- [Excerpted data]

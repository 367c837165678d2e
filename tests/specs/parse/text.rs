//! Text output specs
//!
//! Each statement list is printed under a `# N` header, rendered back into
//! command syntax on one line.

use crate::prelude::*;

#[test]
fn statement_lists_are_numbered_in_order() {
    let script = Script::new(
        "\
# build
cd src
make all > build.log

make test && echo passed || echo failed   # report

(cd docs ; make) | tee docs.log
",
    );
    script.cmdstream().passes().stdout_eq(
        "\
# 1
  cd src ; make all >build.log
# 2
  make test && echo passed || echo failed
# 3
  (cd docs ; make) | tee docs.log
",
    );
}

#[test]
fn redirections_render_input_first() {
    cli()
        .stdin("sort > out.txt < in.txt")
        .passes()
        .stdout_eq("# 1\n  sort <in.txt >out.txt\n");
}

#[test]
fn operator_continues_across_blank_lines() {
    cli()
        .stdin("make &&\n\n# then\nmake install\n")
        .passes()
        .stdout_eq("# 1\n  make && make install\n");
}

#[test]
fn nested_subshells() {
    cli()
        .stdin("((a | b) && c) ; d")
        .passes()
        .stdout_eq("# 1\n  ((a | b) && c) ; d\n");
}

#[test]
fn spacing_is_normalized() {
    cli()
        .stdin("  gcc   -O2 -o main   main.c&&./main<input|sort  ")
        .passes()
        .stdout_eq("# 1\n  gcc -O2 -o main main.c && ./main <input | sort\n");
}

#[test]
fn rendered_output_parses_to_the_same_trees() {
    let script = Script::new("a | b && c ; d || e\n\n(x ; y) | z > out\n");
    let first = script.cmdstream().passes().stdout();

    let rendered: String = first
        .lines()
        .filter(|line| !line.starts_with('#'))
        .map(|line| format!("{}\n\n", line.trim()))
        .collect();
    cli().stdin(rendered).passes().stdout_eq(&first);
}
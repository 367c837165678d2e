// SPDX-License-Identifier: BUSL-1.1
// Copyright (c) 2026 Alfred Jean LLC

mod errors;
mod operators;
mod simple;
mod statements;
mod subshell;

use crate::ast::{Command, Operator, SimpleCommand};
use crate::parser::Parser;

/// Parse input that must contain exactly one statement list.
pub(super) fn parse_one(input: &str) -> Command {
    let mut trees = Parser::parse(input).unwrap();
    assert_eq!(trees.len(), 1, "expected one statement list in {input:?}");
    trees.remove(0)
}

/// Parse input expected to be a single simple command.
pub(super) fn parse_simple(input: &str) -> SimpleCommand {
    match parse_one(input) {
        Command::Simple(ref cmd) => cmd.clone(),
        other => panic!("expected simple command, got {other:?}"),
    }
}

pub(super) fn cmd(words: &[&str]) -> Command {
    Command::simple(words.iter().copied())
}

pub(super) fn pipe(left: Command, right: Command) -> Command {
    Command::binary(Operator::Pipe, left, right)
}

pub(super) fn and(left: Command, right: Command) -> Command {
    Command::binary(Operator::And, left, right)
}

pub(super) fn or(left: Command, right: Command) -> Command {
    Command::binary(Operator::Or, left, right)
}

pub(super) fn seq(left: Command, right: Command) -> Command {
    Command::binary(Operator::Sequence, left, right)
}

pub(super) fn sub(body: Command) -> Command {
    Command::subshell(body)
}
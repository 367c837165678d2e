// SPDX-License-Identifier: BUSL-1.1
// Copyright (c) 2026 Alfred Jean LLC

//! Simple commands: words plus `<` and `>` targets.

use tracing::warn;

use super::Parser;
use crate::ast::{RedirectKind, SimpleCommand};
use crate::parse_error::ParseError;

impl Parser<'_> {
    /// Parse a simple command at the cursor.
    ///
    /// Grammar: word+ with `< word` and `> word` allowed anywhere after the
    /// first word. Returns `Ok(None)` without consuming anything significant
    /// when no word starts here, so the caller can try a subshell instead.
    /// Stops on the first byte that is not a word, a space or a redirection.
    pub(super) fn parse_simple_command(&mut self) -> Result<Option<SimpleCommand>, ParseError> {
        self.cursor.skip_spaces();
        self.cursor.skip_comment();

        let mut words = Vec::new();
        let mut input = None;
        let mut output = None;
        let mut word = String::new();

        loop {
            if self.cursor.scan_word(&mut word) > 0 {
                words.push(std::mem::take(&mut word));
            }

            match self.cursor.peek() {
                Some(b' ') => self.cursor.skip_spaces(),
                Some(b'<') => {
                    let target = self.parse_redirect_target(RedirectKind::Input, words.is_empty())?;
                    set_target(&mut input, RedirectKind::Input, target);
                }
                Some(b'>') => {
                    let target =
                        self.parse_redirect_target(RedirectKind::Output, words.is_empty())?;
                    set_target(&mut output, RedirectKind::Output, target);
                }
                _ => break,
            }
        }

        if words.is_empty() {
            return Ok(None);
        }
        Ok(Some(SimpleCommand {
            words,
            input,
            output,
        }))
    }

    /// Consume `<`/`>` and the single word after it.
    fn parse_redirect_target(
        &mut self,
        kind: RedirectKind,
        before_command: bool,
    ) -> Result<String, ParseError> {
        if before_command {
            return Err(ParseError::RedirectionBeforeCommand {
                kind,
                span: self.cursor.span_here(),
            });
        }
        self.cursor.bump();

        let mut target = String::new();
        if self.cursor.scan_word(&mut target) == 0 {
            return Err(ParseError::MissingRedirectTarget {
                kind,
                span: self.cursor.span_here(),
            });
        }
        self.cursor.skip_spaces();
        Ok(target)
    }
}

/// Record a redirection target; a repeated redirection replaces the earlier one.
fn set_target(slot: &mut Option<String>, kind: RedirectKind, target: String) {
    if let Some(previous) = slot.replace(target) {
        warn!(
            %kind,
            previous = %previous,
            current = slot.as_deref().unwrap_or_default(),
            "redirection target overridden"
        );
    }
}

==

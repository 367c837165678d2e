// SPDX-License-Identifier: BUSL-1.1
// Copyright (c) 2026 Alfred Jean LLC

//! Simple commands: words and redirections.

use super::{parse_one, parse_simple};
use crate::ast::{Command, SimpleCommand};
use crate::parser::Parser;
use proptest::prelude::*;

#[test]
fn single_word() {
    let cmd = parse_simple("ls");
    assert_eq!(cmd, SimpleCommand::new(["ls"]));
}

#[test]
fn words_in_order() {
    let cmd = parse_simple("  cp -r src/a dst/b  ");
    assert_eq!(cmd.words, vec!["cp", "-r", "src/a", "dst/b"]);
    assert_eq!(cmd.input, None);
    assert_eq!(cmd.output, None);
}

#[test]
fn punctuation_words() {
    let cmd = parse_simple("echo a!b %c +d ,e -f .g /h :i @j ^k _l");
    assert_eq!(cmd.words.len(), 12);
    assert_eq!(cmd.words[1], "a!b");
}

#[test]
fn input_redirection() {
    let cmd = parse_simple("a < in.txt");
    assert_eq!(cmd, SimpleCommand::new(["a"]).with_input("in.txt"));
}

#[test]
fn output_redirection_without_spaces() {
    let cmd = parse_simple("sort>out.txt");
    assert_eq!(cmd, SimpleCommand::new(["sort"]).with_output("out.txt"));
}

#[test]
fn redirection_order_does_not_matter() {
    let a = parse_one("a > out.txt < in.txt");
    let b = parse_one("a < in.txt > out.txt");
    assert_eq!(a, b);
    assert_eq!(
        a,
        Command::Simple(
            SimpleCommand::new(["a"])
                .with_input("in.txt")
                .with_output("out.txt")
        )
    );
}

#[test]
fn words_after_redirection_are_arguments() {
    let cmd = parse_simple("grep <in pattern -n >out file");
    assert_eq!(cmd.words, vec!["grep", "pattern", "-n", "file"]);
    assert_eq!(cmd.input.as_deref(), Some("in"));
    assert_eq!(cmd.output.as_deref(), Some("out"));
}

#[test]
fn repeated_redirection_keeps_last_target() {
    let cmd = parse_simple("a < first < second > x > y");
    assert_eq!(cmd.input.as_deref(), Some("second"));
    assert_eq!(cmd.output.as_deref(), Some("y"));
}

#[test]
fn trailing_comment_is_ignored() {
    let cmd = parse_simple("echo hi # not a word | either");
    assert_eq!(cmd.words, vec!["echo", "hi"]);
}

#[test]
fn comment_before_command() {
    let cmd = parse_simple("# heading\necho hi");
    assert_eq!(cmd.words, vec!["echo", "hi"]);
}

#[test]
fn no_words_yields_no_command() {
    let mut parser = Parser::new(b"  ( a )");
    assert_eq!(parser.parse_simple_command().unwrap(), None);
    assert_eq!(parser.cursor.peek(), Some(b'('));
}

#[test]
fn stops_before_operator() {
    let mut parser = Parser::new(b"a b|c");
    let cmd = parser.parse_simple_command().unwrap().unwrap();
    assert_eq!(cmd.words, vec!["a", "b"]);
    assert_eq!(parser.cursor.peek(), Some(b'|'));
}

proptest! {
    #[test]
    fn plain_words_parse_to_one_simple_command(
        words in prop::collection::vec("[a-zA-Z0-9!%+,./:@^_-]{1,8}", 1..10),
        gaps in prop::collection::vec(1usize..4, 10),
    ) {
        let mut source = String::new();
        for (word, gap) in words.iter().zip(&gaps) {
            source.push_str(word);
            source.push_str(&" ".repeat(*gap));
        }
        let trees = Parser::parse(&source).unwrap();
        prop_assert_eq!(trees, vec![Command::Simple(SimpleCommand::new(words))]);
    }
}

- [Work order] Would you filter the records and copy out each line containing "that"?

- [Your response]
/// Parse input that must contain exactly one statement list.
    /// Stops on the first byte that is not a word, a space or a redirection.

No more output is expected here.